Julia Roberts After The Hunt

After the Hunt Review

After the Hunt (2025) Film Review from the 63rd Annual New York Film Festival, a movie directed by Luca Guadagnino, written by Nora Garrett and starring Julia Roberts, Andrew Garfield, Chloe Sevigny, Ayo Edebiri, Michael Stuhlbarg, Thaddea Graham, Will Price, Bella Glanville, Lio Mehiel, Ariyan Kassam, Frankie Ferrari, Christine Dye, Nigel Finnissy, Summer Knox and Cameron Krogh Stone.

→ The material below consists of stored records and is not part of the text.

//! Type definitions for Ferry.

mod ids;
mod timestamps;

pub use ids::{RowId, TableRef};
pub use timestamps::SnapshotTimestamp;
//! # ferry-sink
//!
//! Bounded batch writer for Ferry.
//!
//! A stream-processing sink pushes rows one at a time into a
//! [`BatchWriter`]. The writer buffers them, detects duplicate keys within a
//! batch, and writes each full buffer in a single round trip. Parallel
//! writers never collide on row ids: each is seeded with its own block of
//! ids, planned up front by [`plan_row_id_starts`].
//!
//! Two write modes are provided:
//!
//! - **MiniBatch**: every flush is its own transaction
//! - **Global**: every writer prewrites into one job-wide transaction owned
//!   by a [`GlobalCommitter`], which commits all batches at once
//!
//! ## Example
//!
//! ```rust
//! use std::sync::Arc;
//!
//! use ferry_client::memory::MemoryEngine;
//! use ferry_client::{row, ColumnInfo, DataType, TableInfo};
//! use ferry_common::{Properties, TableRef};
//! use ferry_sink::BatchWriter;
//!
//! # fn main() -> Result<(), Box<dyn std::error::Error>> {
//! let engine = MemoryEngine::new();
//! engine.create_table(
//!     TableInfo::new(
//!         TableRef::new("shop", "orders"),
//!         vec![
//!             ColumnInfo::new("id", DataType::BigInt).not_null(),
//!             ColumnInfo::new("item", DataType::Text),
//!         ],
//!     )
//!     .with_primary_key(vec![0]),
//! )?;
//!
//! let props = Properties::new().with("sink.buffer-size", "2");
//! let mut writer = BatchWriter::new(Arc::new(engine.clone()));
//! writer.open(TableRef::new("shop", "orders"), &props, 0)?;
//! writer.receive(row![1, "tea"])?;
//! writer.receive(row![2, "milk"])?;
//! writer.receive(row![3, "sugar"])?;
//! writer.finish()?;
//! writer.close();
//!
//! assert_eq!(writer.stats().flushes, 2);
//! # Ok(())
//! # }
//! ```

#![warn(missing_docs)]
#![warn(clippy::all)]

/// Error types.
pub mod error;

/// Sink options.
pub mod options;

pub mod coordinator;
pub mod mode;
pub mod writer;

pub use coordinator::{plan_row_id_starts, GlobalCommitter};
pub use error::{SinkError, SinkResult};
pub use mode::{FlushReport, GlobalMode, MiniBatchMode, WriteMode};
pub use options::{GlobalTxn, SinkOptions, WriteModeKind};
pub use writer::{BatchWriter, WriterState, WriterStats};
//! Block-refilling row-id allocator.

use ferry_common::{FerryError, RowId, OPT_SINK_ROW_ID_STEP};
use tracing::debug;

use super::{RowIdAllocator, RowIdBlockSource};
use crate::error::{ClientError, ClientResult};

/// Serves ids from a seeded first block, then from engine-issued blocks.
pub struct DynamicRowIdAllocator<S> {
    source: S,
    table: String,
    step: u64,
    /// Next id to hand out.
    next: RowId,
    /// Exclusive end of the current block.
    end: RowId,
    /// Blocks requested from the engine so far.
    refills: u64,
}

impl<S: RowIdBlockSource> DynamicRowIdAllocator<S> {
    /// Creates an allocator whose first block is `[start, start + step)`.
    pub fn new(source: S, table: impl Into<String>, step: u64, start: RowId) -> ClientResult<Self> {
        let table = table.into();
        if step == 0 {
            return Err(FerryError::invalid_option(
                OPT_SINK_ROW_ID_STEP,
                "0",
                "row-id step must be positive",
            )
            .into());
        }
        let end = start
            .checked_add(step)
            .ok_or_else(|| ClientError::RowIdExhausted(table.clone()))?;

        debug!(table = %table, start = %start, step, "seeded row-id allocator");

        Ok(Self {
            source,
            table,
            step,
            next: start,
            end,
            refills: 0,
        })
    }

    /// Returns the number of blocks requested from the engine.
    pub fn refills(&self) -> u64 {
        self.refills
    }

    /// Returns how many ids remain in the current block.
    pub fn remaining(&self) -> u64 {
        self.end.as_i64().abs_diff(self.next.as_i64())
    }

    fn refill(&mut self) -> ClientResult<()> {
        let start = self.source.allocate_block(self.step)?;
        if start < self.end {
            return Err(ClientError::BlockRegressed {
                start: start.as_i64(),
                end: self.end.as_i64(),
            });
        }
        let end = start
            .checked_add(self.step)
            .ok_or_else(|| ClientError::RowIdExhausted(self.table.clone()))?;

        self.refills += 1;
        debug!(table = %self.table, start = %start, end = %end, "refilled row-id block");

        self.next = start;
        self.end = end;
        Ok(())
    }
}

impl<S: RowIdBlockSource> RowIdAllocator for DynamicRowIdAllocator<S> {
    fn next(&mut self) -> ClientResult<RowId> {
        if self.next >= self.end {
            self.refill()?;
        }
        let id = self.next;
        self.next = id.next();
        Ok(id)
    }

    fn step(&self) -> u64 {
        self.step
    }
}

impl<S> std::fmt::Debug for DynamicRowIdAllocator<S> {
    fn fmt(&self, f: &mut std::fmt::Formatter<'_>) -> std::fmt::Result {
        f.debug_struct("DynamicRowIdAllocator")
            .field("table", &self.table)
            .field("step", &self.step)
            .field("next", &self.next)
            .field("end", &self.end)
            .field("refills", &self.refills)
            .finish()
    }
}

#[cfg(test)]
mod tests {
    use super::*;

    /// Hands out consecutive blocks from a counter.
    struct Counter {
        next: i64,
    }

    impl RowIdBlockSource for Counter {
        fn allocate_block(&mut self, step: u64) -> ClientResult<RowId> {
            let start = RowId::new(self.next);
            self.next += step as i64;
            Ok(start)
        }
    }

    struct Backwards;

    impl RowIdBlockSource for Backwards {
        fn allocate_block(&mut self, _step: u64) -> ClientResult<RowId> {
            Ok(RowId::new(0))
        }
    }

    #[test]
    fn test_seeded_block_then_refill() {
        let mut alloc =
            DynamicRowIdAllocator::new(Counter { next: 1000 }, "t", 3, RowId::new(10)).unwrap();

        let ids: Vec<i64> = (0..5).map(|_| alloc.next().unwrap().as_i64()).collect();
        assert_eq!(ids, vec![10, 11, 12, 1000, 1001]);
        assert_eq!(alloc.refills(), 1);
        assert_eq!(alloc.remaining(), 1);
    }

    #[test]
    fn test_strictly_increasing() {
        let mut alloc =
            DynamicRowIdAllocator::new(Counter { next: 100 }, "t", 7, RowId::new(1)).unwrap();
        let mut last = alloc.next().unwrap();
        for _ in 0..50 {
            let id = alloc.next().unwrap();
            assert!(id > last);
            last = id;
        }
    }

    #[test]
    fn test_zero_step_rejected() {
        let err = DynamicRowIdAllocator::new(Counter { next: 0 }, "t", 0, RowId::new(1)).unwrap_err();
        assert!(matches!(err, ClientError::Config(_)));
    }

    #[test]
    fn test_regressing_block_rejected() {
        let mut alloc = DynamicRowIdAllocator::new(Backwards, "t", 1, RowId::new(5)).unwrap();
        assert_eq!(alloc.next().unwrap(), RowId::new(5));
        assert!(matches!(
            alloc.next(),
            Err(ClientError::BlockRegressed { start: 0, end: 6 })
        ));
    }

    #[test]
    fn test_overflowing_seed_rejected() {
        let err = DynamicRowIdAllocator::new(Counter { next: 0 }, "t", 10, RowId::new(i64::MAX))
            .unwrap_err();
        assert!(matches!(err, ClientError::RowIdExhausted(_)));
    }
}
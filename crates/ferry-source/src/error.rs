//! Error types for the read path.

use ferry_client::ClientError;
use ferry_common::{ErrorCategory, FerryError};
use thiserror::Error;

use crate::reader::ReaderState;

/// Source error type.
#[derive(Debug, Error)]
pub enum SourceError {
    /// Invalid reader configuration, e.g. a malformed snapshot override.
    #[error(transparent)]
    Config(#[from] FerryError),

    /// A storage-client call failed.
    #[error("failed to {operation}: {source}")]
    Client {
        /// The operation that failed.
        operation: &'static str,
        /// The underlying client error.
        #[source]
        source: ClientError,
    },

    /// The cursor produced a row narrower than the requested columns.
    #[error("cursor row has no field {index} ({count} fields)")]
    MissingField {
        /// Requested field.
        index: usize,
        /// Fields in the row.
        count: usize,
    },

    /// The call is not allowed in the reader's current state.
    #[error("cannot {operation} while reader is {state}")]
    InvalidState {
        /// The rejected operation.
        operation: &'static str,
        /// The reader's state.
        state: ReaderState,
    },
}

impl SourceError {
    /// Wraps a client error with the operation that failed.
    pub fn client(operation: &'static str, source: ClientError) -> Self {
        Self::Client { operation, source }
    }

    /// Returns the category of this error.
    pub fn category(&self) -> ErrorCategory {
        match self {
            Self::Config(_) => ErrorCategory::Configuration,
            Self::Client { source, .. } => source.category(),
            Self::MissingField { .. } => ErrorCategory::Data,
            Self::InvalidState { .. } => ErrorCategory::State,
        }
    }
}

/// Result type for source operations.
pub type SourceResult<T> = Result<T, SourceError>;

#[cfg(test)]
mod tests {
    use super::*;

    #[test]
    fn test_categories() {
        let err: SourceError = FerryError::InvalidVersion {
            value: "x".into(),
            reason: "invalid digit".into(),
        }
        .into();
        assert_eq!(err.category(), ErrorCategory::Configuration);

        let err = SourceError::client(
            "open cursor",
            ClientError::CursorFailed("region unavailable".into()),
        );
        assert_eq!(err.category(), ErrorCategory::Resource);
        assert_eq!(
            err.to_string(),
            "failed to open cursor: cursor error: region unavailable"
        );

        let err = SourceError::InvalidState {
            operation: "read",
            state: ReaderState::Closed,
        };
        assert_eq!(err.category(), ErrorCategory::State);
    }
}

Filmmaker Luca Guadagnino’s tense thriller, After the Hunt, starts out fierce and ferocious and ends on a more humanistic note that makes it one of the most intriguing films of the year. This film is anchored by the best Julia Roberts performance in 25 years. Roberts almost single-handedly takes the bull by the horns and creates a genuine, fragile, yet strong, college professor at a prestigious Ivy League University who finds that life is much more complex than even the most ambitious philosophy student could successfully suggest.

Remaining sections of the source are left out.